Further north in the Kharkiv region, where Ukrainian forces have launched a counter-offensive in recent weeks, Russian shelling of areas retaken by Ukrainian forces continues, according to the Ukrainian military. The city itself has seen much less incoming fire.

1:13 a.m. ET, May 20, 2022

Ireland gives warm welcome to Ukrainians fleeing conflict. Asylum-seekers from elsewhere point to unequal treatment

From CNN's Niamh Kennedy and Donie O'Sullivan

Maria Kozlovskaya, who lives in Ballindooley Castle after fleeing conflict in Ukraine.
Maria Kozlovskaya, who lives in Ballindooley Castle after fleeing conflict in Ukraine. (CNN)

When 25-year-old Maria Kozlovskaya gazes out of the window, she sees the green fields of the west of Ireland. It’s a far cry from the shelled apartment buildings of her home city of Zaporizhzhia in southeastern Ukraine. Forced into exile by conflict, the young mother has found an unlikely refuge in a 15th-century castle in County Galway.

“I never dreamed that I could live in a castle in the future,” she says, still in awe after two months of living in Ballindooley Castle with her sons, 5-year-old Illya and 7-year-old Matvey.
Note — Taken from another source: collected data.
/// The top-level error type surfaced to callers of this crate.
///
/// Follows the teacher's flat-enum `thiserror` shape: wrapped library
/// errors are `#[error(transparent)]`, owned messages get their own
/// `#[error("...")]` text. See spec.md §7 for the propagation rules each
/// variant participates in.
#[derive(Debug, thiserror::Error)]
pub enum Error {
    #[error(transparent)]
    Transport(#[from] TransportError),

    #[error(transparent)]
    Protocol(#[from] ProtocolError),

    #[error(transparent)]
    Codec(#[from] graphbinary::CodecError),

    #[error("server returned status {code}: {message}")]
    Server { code: i32, message: String },

    #[error(transparent)]
    Usage(#[from] UsageError),

    /// Wraps a terminal error observed by more than one waiter on the same
    /// [`crate::result_set::ResultSet`] (the underlying transport/codec
    /// errors aren't `Clone`, so the second and later observers see this
    /// indirection rather than losing the error entirely).
    #[error("{0}")]
    Shared(std::sync::Arc<Error>),
}

impl Error {
    pub fn server(code: i32, message: impl Into<String>) -> Self {
        Error::Server {
            code,
            message: message.into(),
        }
    }
}

#[derive(Debug, thiserror::Error)]
pub enum TransportError {
    #[error("failed to dial {url}: {source}")]
    Dial {
        url: String,
        #[source]
        source: tokio_tungstenite::tungstenite::Error,
    },

    #[error("TLS handshake failed: {0}")]
    Tls(String),

    #[error("read failed: {0}")]
    Read(#[source] tokio_tungstenite::tungstenite::Error),

    #[error("write failed: {0}")]
    Write(#[source] tokio_tungstenite::tungstenite::Error),

    #[error("connection closed unexpectedly (unexpected EOF)")]
    UnexpectedEof,

    #[error("connect timed out after {0:?}")]
    ConnectTimeout(std::time::Duration),

    #[error("write deadline of {0:?} exceeded")]
    WriteTimeout(std::time::Duration),

    #[error("transport is already closed")]
    Closed,
}

#[derive(Debug, thiserror::Error)]
pub enum ProtocolError {
    #[error("unknown response status code {0}")]
    UnknownStatusCode(i32),

    #[error("response referenced unknown request id {0}")]
    UnknownRequestId(uuid::Uuid),

    #[error("malformed response envelope: {0}")]
    MalformedEnvelope(&'static str),

    #[error("authentication was requested but no AuthInfo was configured")]
    AuthenticationNotConfigured,
}

#[derive(Debug, thiserror::Error)]
pub enum UsageError {
    #[error("submit called on a closed connection or pool")]
    Closed,

    #[error("a session cannot begin a transaction twice")]
    DoubleBegin,

    #[error("create_session called on a handle that is already a session")]
    AlreadySession,

    #[error("multiple session ids were supplied; exactly one is required")]
    MultipleSessionIds,
}

pub type Result<T> = std::result::Result<T, Error>;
Down south in County Cork, 31-year-old Vera Ruban finds herself in less regal surroundings. She was one of the first Ukrainian refugees to be placed in Irish government emergency accommodation after hotel rooms ran out. The interpreter from Hostomel, near Kyiv, now sleeps on a single bed inside the Green Glens Arena, an equestrian and entertainment venue in the small town of Millstreet.

Although their living situations could not be more different, both women have managed to settle quickly into life in Ireland. The smooth nature of the process has prompted questions from asylum-seekers fleeing conflicts in countries other than Ukraine who say they encountered an arduous asylum process that can take years to navigate.

Some context: Ireland, an island of just over 5 million people, has taken in more Ukrainian refugees than many of its larger Western European neighbors. Ukrainian refugees began arriving in early March and so far more than 30,000 refugees have arrived.